See section 41, Stock Corporation Law; N. B. A., § 5140, see post.

§ 69. Annual meeting and election of directors. Every bank shall hold an annual meeting for the election of directors on the second Tuesday in January or within ten days thereafter. Notice of such meeting shall be given as required by the stock corporation law. No person shall be eligible to election as director of a bank having a capital of fifty thousand dollars or over unless he is a stockholder of the corporation owning in his own right an amount equal to at least one thousand dollars in value, nor of a bank having a capital of less than fifty thousand dollars unless he is a stockholder in his own right in an amount equal to at least five hundred dollars; and every person elected to be a director who, after such election shall hypothecate, pledge or cease to be the owner in his own right of the amount of stock aforesaid, shall cease to be a director of the corporation, and

his office shall be vacant. The directors shall hold office for one year and until their successors are elected and have qualified. Each director must be a citizen of the United States, and at least threefourths of the directors must be residents of this state at the time of their election and during their continuance in office. All vacancies in he office of director shall be filled by election by the stockholders; but vacancies not exceeding one-third of the whole number of the board may be filled by the directors then in office, and the directors so elected may hold their offices until filled by the stockholders at a special or annual meeting. A bank, at any annual meeting for the election of directors, provided notice thereof be given in the notice of the annual meeting, may, by a majority of all of the votes of the stockholders of such bank, fix or change by resolution the number of directors, to not less than five nor more than a certain number to be named in said resolution, which number, when so fixed, shall be the lawful number of directors of such bank until again changed. Certified copies of all resolutions fixing or changing the number of directors under this section shall be immediately filed in the banking department. One of the directors, to be chosen by the board, shall be the president of the board; and if the number of directors necessary to constitute a quorum is not prescribed in the certificate of incorporation or in the by-laws and no provision is made therein for determining the same, the directors may fix such number, which shall not be less than five, with the same effect as if such number was prescribed in the certificate of incorporation. Whenever the articles of association of any bank organized prior to the first day of January, eighteen hundred and ninety-two, or the certificate of incorporation of any bank organized after that date, shall prescribe a different qualification for directors than such as are prescribed in this section, the qualification of such directors may be changed so as to comply with the provisions of this section in the manner prescribed for a change of the number of directors under section twentysix of the stock corporation law.

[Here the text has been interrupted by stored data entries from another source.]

//! Connection bootstrap utilities for SQLite.
//!
//! # Responsibility
//! - Open file or in-memory SQLite connections.
//! - Configure connection pragmas required by concurrent scanner instances.
//! - Trigger schema migrations before returning a usable connection.
//!
//! # Invariants
//! - Returned connections have `foreign_keys=ON` and a busy timeout.
//! - File connections run in WAL mode so readers do not block the writer.
//! - Returned connections have migrations fully applied.

use super::migrations::apply_migrations;
use super::DbResult;
use log::{error, info};
use rusqlite::Connection;
use std::path::Path;
use std::time::{Duration, Instant};

const BUSY_TIMEOUT: Duration = Duration::from_secs(5);

/// Opens a SQLite database file and applies all pending migrations.
///
/// Several connections may open the same file; each is an independent
/// scanner instance writing to the shared ledger.
///
/// # Side effects
/// - Performs connection bootstrap and migration checks.
/// - Emits `db_open` logging events with duration and status.
pub fn open_db(path: impl AsRef<Path>) -> DbResult<Connection> {
    open_with("file", || Connection::open(path), true)
}

/// Opens an in-memory SQLite database and applies all pending migrations.
///
/// # Side effects
/// - Performs connection bootstrap and migration checks.
/// - Emits `db_open` logging events with duration and status.
pub fn open_db_in_memory() -> DbResult<Connection> {
    open_with("memory", Connection::open_in_memory, false)
}

fn open_with(
    mode: &str,
    open: impl FnOnce() -> rusqlite::Result<Connection>,
    use_wal: bool,
) -> DbResult<Connection> {
    let started_at = Instant::now();
    info!("event=db_open module=db status=start mode={mode}");

    let mut conn = match open() {
        Ok(conn) => conn,
        Err(err) => {
            error!(
                "event=db_open module=db status=error mode={} duration_ms={} error_code=db_open_failed error={}",
                mode,
                started_at.elapsed().as_millis(),
                err
            );
            return Err(err.into());
        }
    };

    match bootstrap_connection(&mut conn, use_wal) {
        Ok(()) => {
            info!(
                "event=db_open module=db status=ok mode={} duration_ms={}",
                mode,
                started_at.elapsed().as_millis()
            );
            Ok(conn)
        }
        Err(err) => {
            error!(
                "event=db_open module=db status=error mode={} duration_ms={} error_code=db_bootstrap_failed error={}",
                mode,
                started_at.elapsed().as_millis(),
                err
            );
            Err(err)
        }
    }
}

fn bootstrap_connection(conn: &mut Connection, use_wal: bool) -> DbResult<()> {
    conn.busy_timeout(BUSY_TIMEOUT)?;
    conn.execute_batch("PRAGMA foreign_keys = ON;")?;
    if use_wal {
        conn.pragma_update_and_check(None, "journal_mode", "WAL", |row| {
            row.get::<_, String>(0)
        })?;
    }
    apply_migrations(conn)?;
    Ok(())
}
//! Read-only lookups into the external event and member directories.
//!
//! # Responsibility
//! - Define the directory contracts the ledger and reports depend on.
//! - Provide seed-file backed implementations for tests and the CLI.
//!
//! # Invariants
//! - The core never writes through these contracts.
//! - Lookups are cheap and infallible; loading seed data is the only fallible
//!   step.

mod seed;

pub use seed::{DirectoryError, StaticEventDirectory, StaticMemberDirectory};

use crate::model::event::{Event, EventId};
use crate::model::member::Member;
use std::sync::Arc;

/// Event directory contract.
pub trait EventDirectory {
    fn exists(&self, event_id: EventId) -> bool;
    fn get(&self, event_id: EventId) -> Option<Event>;
    /// All known events in directory order.
    fn list_all(&self) -> Vec<Event>;
}

/// Member directory contract.
pub trait MemberDirectory {
    fn resolve(&self, member_id: &str) -> Option<Member>;
    /// All known members in directory order.
    fn list_all(&self) -> Vec<Member>;

    /// Roster size for census views. Defaults to the number of listed members.
    fn total_members(&self) -> usize {
        self.list_all().len()
    }

    /// Resolves a member, falling back to [`Member::unresolved`].
    fn resolve_or_unknown(&self, member_id: &str) -> Member {
        self.resolve(member_id)
            .unwrap_or_else(|| Member::unresolved(member_id))
    }
}

impl<T: EventDirectory + ?Sized> EventDirectory for &T {
    fn exists(&self, event_id: EventId) -> bool {
        (**self).exists(event_id)
    }

    fn get(&self, event_id: EventId) -> Option<Event> {
        (**self).get(event_id)
    }

    fn list_all(&self) -> Vec<Event> {
        (**self).list_all()
    }
}

impl<T: EventDirectory + ?Sized> EventDirectory for Arc<T> {
    fn exists(&self, event_id: EventId) -> bool {
        (**self).exists(event_id)
    }

    fn get(&self, event_id: EventId) -> Option<Event> {
        (**self).get(event_id)
    }

    fn list_all(&self) -> Vec<Event> {
        (**self).list_all()
    }
}

impl<T: MemberDirectory + ?Sized> MemberDirectory for &T {
    fn resolve(&self, member_id: &str) -> Option<Member> {
        (**self).resolve(member_id)
    }

    fn list_all(&self) -> Vec<Member> {
        (**self).list_all()
    }

    fn total_members(&self) -> usize {
        (**self).total_members()
    }
}

impl<T: MemberDirectory + ?Sized> MemberDirectory for Arc<T> {
    fn resolve(&self, member_id: &str) -> Option<Member> {
        (**self).resolve(member_id)
    }

    fn list_all(&self) -> Vec<Member> {
        (**self).list_all()
    }

    fn total_members(&self) -> usize {
        (**self).total_members()
    }
}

(Former section 50; amended by L. 1900, ch. 89; L. 1900, ch. 240; L. 1902, ch. 145.)

See General Corporation Law, §§ 23-32; Stock Corporation Law, §§ 25, 27, 28; Penal Law, §§ 290, 297, 664, 665, 668.

1. All powers conferred upon a corporation, unless otherwise expressly pre

scribed, must be exercised by its directors, who are constituted by law as the agency for that purpose and the consent of or ratification by its stockholders is not necessary unless expressly required by statute or the by-laws. Beveridge v. N. Y. E. R. R., 112 N. Y. 1, 2 L. R. A. 648, 19 N. E. 489.

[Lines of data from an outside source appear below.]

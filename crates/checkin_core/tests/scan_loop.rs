use checkin_core::{
    AttendanceLedger, CheckInOutcome, DecodeError, Event, InMemoryAttendanceStore,
    LineScanSource, RunSummary, ScanConfig, ScanControl, ScanDriver, ScanOutcome, ScanReport,
    ScanState, StaticEventDirectory,
};
use std::io::Cursor;

fn ledger() -> AttendanceLedger<InMemoryAttendanceStore, StaticEventDirectory> {
    let events = StaticEventDirectory::new([
        Event::new(1, "Orientation", "2025-01-10", "Gym"),
        Event::new(2, "Tech Talk", "2025-02-14", "Room 301"),
    ])
    .unwrap();
    AttendanceLedger::new(InMemoryAttendanceStore::new(), events)
}

fn fast_config() -> ScanConfig {
    ScanConfig {
        sample_interval_ms: 0,
        ..ScanConfig::default()
    }
}

fn enabled_control() -> ScanControl {
    let control = ScanControl::new();
    control.enable();
    control
}

#[test]
fn piped_session_reports_every_outcome() {
    let ledger = ledger();
    let input = concat!(
        "{\"memberId\":\"M1\",\"eventId\":1}\n",
        "\n",
        "{\"memberId\":\"M2\",\"eventId\":\"1\"}\n",
        "{\"memberId\":\"M1\",\"eventId\":2}\n",
        "{\"memberId\":\"M1\",\"eventId\":1}\n",
        "{\"eventId\":1}\n",
        "https://example.org/not-a-payload\n",
        "{\"memberId\":\"M3\",\"eventId\":9}\n",
    );
    let mut source = LineScanSource::new(Cursor::new(input));
    let mut driver = ScanDriver::new(&ledger, fast_config());
    let mut statuses = Vec::new();

    let summary = driver
        .run(&mut source, &enabled_control(), |report: &ScanReport| {
            statuses.push(report.outcome.status_text())
        })
        .unwrap();

    assert_eq!(
        summary,
        RunSummary {
            processed: 7,
            granted: 3,
            duplicates: 1,
            rejected: 1,
            decode_failures: 2,
        }
    );
    assert_eq!(statuses[0], "Scan successful — badge granted.");
    assert_eq!(statuses[3], "Duplicate scan — already granted for this event.");
    assert_eq!(statuses[4], "QR missing memberId");
    assert_eq!(statuses[5], "Unrecognized QR content");
    assert_eq!(driver.state(), ScanState::Idle);
    assert_eq!(ledger.attendee_count(1).unwrap(), 2);
    assert_eq!(ledger.attendee_count(2).unwrap(), 1);
}

#[test]
fn consecutive_identical_detections_are_processed_once() {
    let ledger = ledger();
    let line = "{\"memberId\":\"M1\",\"eventId\":1}\n";
    let mut source = LineScanSource::new(Cursor::new(line.repeat(4)));
    let mut driver = ScanDriver::new(&ledger, fast_config());

    let summary = driver
        .run(&mut source, &enabled_control(), |_| {})
        .unwrap();

    assert_eq!(summary.processed, 1);
    assert_eq!(summary.granted, 1);
    assert_eq!(summary.duplicates, 0);
}

#[test]
fn payload_without_event_uses_configured_fallback() {
    let ledger = ledger();
    let mut source = LineScanSource::new(Cursor::new("{\"memberId\":\"M9\"}\n"));
    let config = ScanConfig {
        event_fallback: Some(2),
        ..fast_config()
    };
    let mut driver = ScanDriver::new(&ledger, config);
    let mut reports = Vec::new();

    driver
        .run(&mut source, &enabled_control(), |report| {
            reports.push(report.clone())
        })
        .unwrap();

    assert_eq!(
        reports[0].outcome,
        ScanOutcome::CheckIn {
            event_id: 2,
            member_id: "M9".to_string(),
            outcome: CheckInOutcome::Granted,
        }
    );
}

#[test]
fn payload_without_event_is_rejected_when_no_fallback() {
    let ledger = ledger();
    let mut source = LineScanSource::new(Cursor::new("{\"memberId\":\"M9\"}\n"));
    let mut driver = ScanDriver::new(&ledger, fast_config());
    let mut reports = Vec::new();

    driver
        .run(&mut source, &enabled_control(), |report| {
            reports.push(report.clone())
        })
        .unwrap();

    assert_eq!(
        reports[0].outcome,
        ScanOutcome::DecodeFailed(DecodeError::InvalidEventReference)
    );
    assert!(ledger.snapshot().unwrap().is_empty());
}

#[test]
fn disabled_control_stops_before_sampling() {
    let ledger = ledger();
    let mut source = LineScanSource::new(Cursor::new("{\"memberId\":\"M1\",\"eventId\":1}\n"));
    let mut driver = ScanDriver::new(&ledger, fast_config());

    let summary = driver
        .run(&mut source, &ScanControl::new(), |_| {})
        .unwrap();

    assert_eq!(summary, RunSummary::default());
    assert_eq!(driver.state(), ScanState::Idle);
    assert_eq!(ledger.attendee_count(1).unwrap(), 0);
}

#[test]
fn recent_activity_lists_newest_first_and_is_bounded() {
    let ledger = ledger();
    let input: String = (0..8)
        .map(|n| format!("{{\"memberId\":\"M{n}\",\"eventId\":1}}\n"))
        .collect();
    let mut source = LineScanSource::new(Cursor::new(input));
    let mut driver = ScanDriver::new(&ledger, fast_config());

    driver
        .run(&mut source, &enabled_control(), |_| {})
        .unwrap();

    let members: Vec<&str> = driver
        .recent_activity()
        .map(|entry| entry.member_id.as_str())
        .collect();
    assert_eq!(members, vec!["M7", "M6", "M5", "M4", "M3", "M2"]);
}
//! JSON ledger snapshot: `{"<eventId>": ["<memberId>", ...]}`.

use super::{StoreError, StoreResult};
use crate::model::event::EventId;
use crate::model::member::MemberId;
use log::{error, info, warn};
use serde::{Deserialize, Serialize};
use std::collections::BTreeMap;
use std::ffi::OsString;
use std::fs::OpenOptions;
use std::io::ErrorKind;
use std::path::{Path, PathBuf};
use std::time::{Duration, Instant};

const LEASE_POLL: Duration = Duration::from_millis(20);
const LEASE_TIMEOUT: Duration = Duration::from_secs(5);

type RawSnapshot = BTreeMap<EventId, Vec<MemberId>>;

/// Point-in-time copy of the ledger.
///
/// Member lists are duplicate-free and keep arrival order. Blank member ids
/// are dropped on load.
#[derive(Debug, Clone, Default, PartialEq, Eq, Serialize, Deserialize)]
#[serde(from = "RawSnapshot", into = "RawSnapshot")]
pub struct LedgerSnapshot {
    entries: RawSnapshot,
}

impl LedgerSnapshot {
    pub fn new() -> Self {
        Self::default()
    }

    /// Adds one pair. Returns `false` if it was already present.
    pub fn insert(&mut self, event_id: EventId, member_id: impl Into<MemberId>) -> bool {
        let member_id = member_id.into();
        let member_id = member_id.trim();
        if member_id.is_empty() {
            return false;
        }
        let members = self.entries.entry(event_id).or_default();
        if members.iter().any(|existing| existing == member_id) {
            return false;
        }
        members.push(member_id.to_string());
        true
    }

    /// Unions `other` into `self`, appending unseen members in `other`'s order.
    ///
    /// Returns the number of pairs added.
    pub fn union(&mut self, other: &LedgerSnapshot) -> usize {
        other
            .iter()
            .map(|(event_id, members)| {
                members
                    .iter()
                    .filter(|member| self.insert(event_id, member.as_str()))
                    .count()
            })
            .sum()
    }

    /// Members for one event (empty when unknown).
    pub fn members(&self, event_id: EventId) -> &[MemberId] {
        self.entries
            .get(&event_id)
            .map(Vec::as_slice)
            .unwrap_or_default()
    }

    pub fn contains(&self, event_id: EventId, member_id: &str) -> bool {
        self.members(event_id).iter().any(|member| member == member_id)
    }

    /// Event ids with at least one attendee, ascending.
    pub fn event_ids(&self) -> impl Iterator<Item = EventId> + '_ {
        self.entries
            .iter()
            .filter(|(_, members)| !members.is_empty())
            .map(|(event_id, _)| *event_id)
    }

    /// `(event_id, members)` pairs ordered by event id.
    pub fn iter(&self) -> impl Iterator<Item = (EventId, &[MemberId])> + '_ {
        self.entries
            .iter()
            .map(|(event_id, members)| (*event_id, members.as_slice()))
    }

    /// Total number of `(event, member)` pairs.
    pub fn pair_count(&self) -> usize {
        self.entries.values().map(Vec::len).sum()
    }

    pub fn is_empty(&self) -> bool {
        self.pair_count() == 0
    }

    pub fn to_json(&self) -> StoreResult<String> {
        Ok(serde_json::to_string_pretty(self)?)
    }

    pub fn from_json(json: &str) -> StoreResult<Self> {
        Ok(serde_json::from_str(json)?)
    }
}

impl From<RawSnapshot> for LedgerSnapshot {
    fn from(raw: RawSnapshot) -> Self {
        let mut snapshot = Self::new();
        for (event_id, members) in raw {
            for member_id in members {
                snapshot.insert(event_id, member_id);
            }
        }
        snapshot
    }
}

impl From<LedgerSnapshot> for RawSnapshot {
    fn from(snapshot: LedgerSnapshot) -> Self {
        snapshot.entries
    }
}

/// Reads a snapshot file.
pub fn load_snapshot(path: impl AsRef<Path>) -> StoreResult<LedgerSnapshot> {
    let path = path.as_ref();
    let json = std::fs::read_to_string(path).map_err(|source| StoreError::Io {
        path: path.to_path_buf(),
        source,
    })?;
    let snapshot = LedgerSnapshot::from_json(&json)?;
    info!(
        "event=snapshot_load module=store status=ok pairs={}",
        snapshot.pair_count()
    );
    Ok(snapshot)
}

/// Reads a snapshot file, or returns `None` when it does not exist.
pub fn load_snapshot_if_exists(path: impl AsRef<Path>) -> StoreResult<Option<LedgerSnapshot>> {
    let path = path.as_ref();
    if !path.exists() {
        return Ok(None);
    }
    load_snapshot(path).map(Some)
}

/// Writes a snapshot file via temp file + rename.
///
/// A failed write leaves any previous file at `path` intact.
pub fn save_snapshot(path: impl AsRef<Path>, snapshot: &LedgerSnapshot) -> StoreResult<()> {
    let path = path.as_ref();
    let json = snapshot.to_json()?;
    let tmp_name = sibling_name(path, ".tmp");
    let tmp_path = Path::new(&tmp_name);

    let result = std::fs::write(tmp_path, json.as_bytes())
        .and_then(|()| std::fs::rename(tmp_path, path))
        .map_err(|source| StoreError::Io {
            path: path.to_path_buf(),
            source,
        });

    match &result {
        Ok(()) => info!(
            "event=snapshot_save module=store status=ok pairs={}",
            snapshot.pair_count()
        ),
        Err(err) => {
            let _ = std::fs::remove_file(tmp_path);
            error!(
                "event=snapshot_save module=store status=error error_code=snapshot_write_failed error={err}"
            );
        }
    }
    result
}

/// Unions `snapshot` with the file's current content and writes the result.
///
/// Entries other scanner instances saved after this process loaded the file
/// are kept. The reload and write run under a `<path>.lock` lease so two
/// instances cannot interleave them. Returns the snapshot that was written.
///
/// # Errors
/// - `Unavailable` when another instance holds the lease past the timeout.
/// - `Io` / `Snapshot` when the current file cannot be read or the merged
///   file cannot be written; the previous file stays intact.
pub fn save_snapshot_merged(
    path: impl AsRef<Path>,
    snapshot: &LedgerSnapshot,
) -> StoreResult<LedgerSnapshot> {
    let path = path.as_ref();
    let _lease = SnapshotLease::acquire(path, LEASE_TIMEOUT)?;

    let mut merged = load_snapshot_if_exists(path)?.unwrap_or_default();
    let added = merged.union(snapshot);
    save_snapshot(path, &merged)?;
    info!(
        "event=snapshot_merge_save module=store status=ok added_pairs={} pairs={}",
        added,
        merged.pair_count()
    );
    Ok(merged)
}

/// Exclusive lock file next to a snapshot; removed on drop.
struct SnapshotLease {
    path: PathBuf,
}

impl SnapshotLease {
    fn acquire(snapshot_path: &Path, timeout: Duration) -> StoreResult<Self> {
        let path = PathBuf::from(sibling_name(snapshot_path, ".lock"));
        let started_at = Instant::now();
        loop {
            match OpenOptions::new().write(true).create_new(true).open(&path) {
                Ok(_) => return Ok(Self { path }),
                Err(err) if err.kind() == ErrorKind::AlreadyExists => {
                    if started_at.elapsed() >= timeout {
                        warn!(
                            "event=snapshot_lease module=store status=timeout waited_ms={}",
                            started_at.elapsed().as_millis()
                        );
                        return Err(StoreError::Unavailable(format!(
                            "snapshot `{}` is locked by another scanner",
                            snapshot_path.display()
                        )));
                    }
                    std::thread::sleep(LEASE_POLL);
                }
                Err(source) => return Err(StoreError::Io { path, source }),
            }
        }
    }
}

impl Drop for SnapshotLease {
    fn drop(&mut self) {
        let _ = std::fs::remove_file(&self.path);
    }
}

fn sibling_name(path: &Path, suffix: &str) -> OsString {
    let mut name = path.as_os_str().to_os_string();
    name.push(suffix);
    name
}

2. When the directors of a bank virtually abdicate their powers in favor of the president by allowing him to gain exclusive control of its affairs so that he acts as its sole representative, and, while so acting, commits fraudulent acts in respect to third persons whereby his bank is benefited, they (directors) are chargeable with notice of the fraud, and the bank is liable to the extent that it is benefited. City Natl. Bank v. Natl. Park Bank, 32 Hun, 105.

3. A director of state bank, knowing its insolvency and who participates in directing subsequent receipt of deposits which are checked out and paid to favored depositors is liable to the depositor who made the deposits so paid out; the transaction characterized as fraud. Cassidy v. Uhlmann, 170 N. Y. 505, 63 N. E. 554, aff'g 54 App. Div. 205.

§ 70. Oath of directors. Each director, when appointed or elected, shall take an oath that he will, so far as the duty devolves on him, diligently and honestly administer the affairs of such corporation, and will not knowingly violate, or willingly permit to be violated, any of the provisions of law applicable to such corporation, and that he is the owner in good faith and in his own right, of the number of shares of stock required by this chapter, subscribed by him or standing in his name on the books of the corporation, and that the same is not hypothecated, or in any way pledged as security for any loan or debt and, in case of re-election or reappointment, that such stock was not hypothecated, or in any way pledged as security for any loan or debt during his previous term. Such oath shall be subscribed by the director making it, and certified by the officer before whom it is taken, and shall be immediately transmitted to the superintendent of banks, and filed and preserved in his office.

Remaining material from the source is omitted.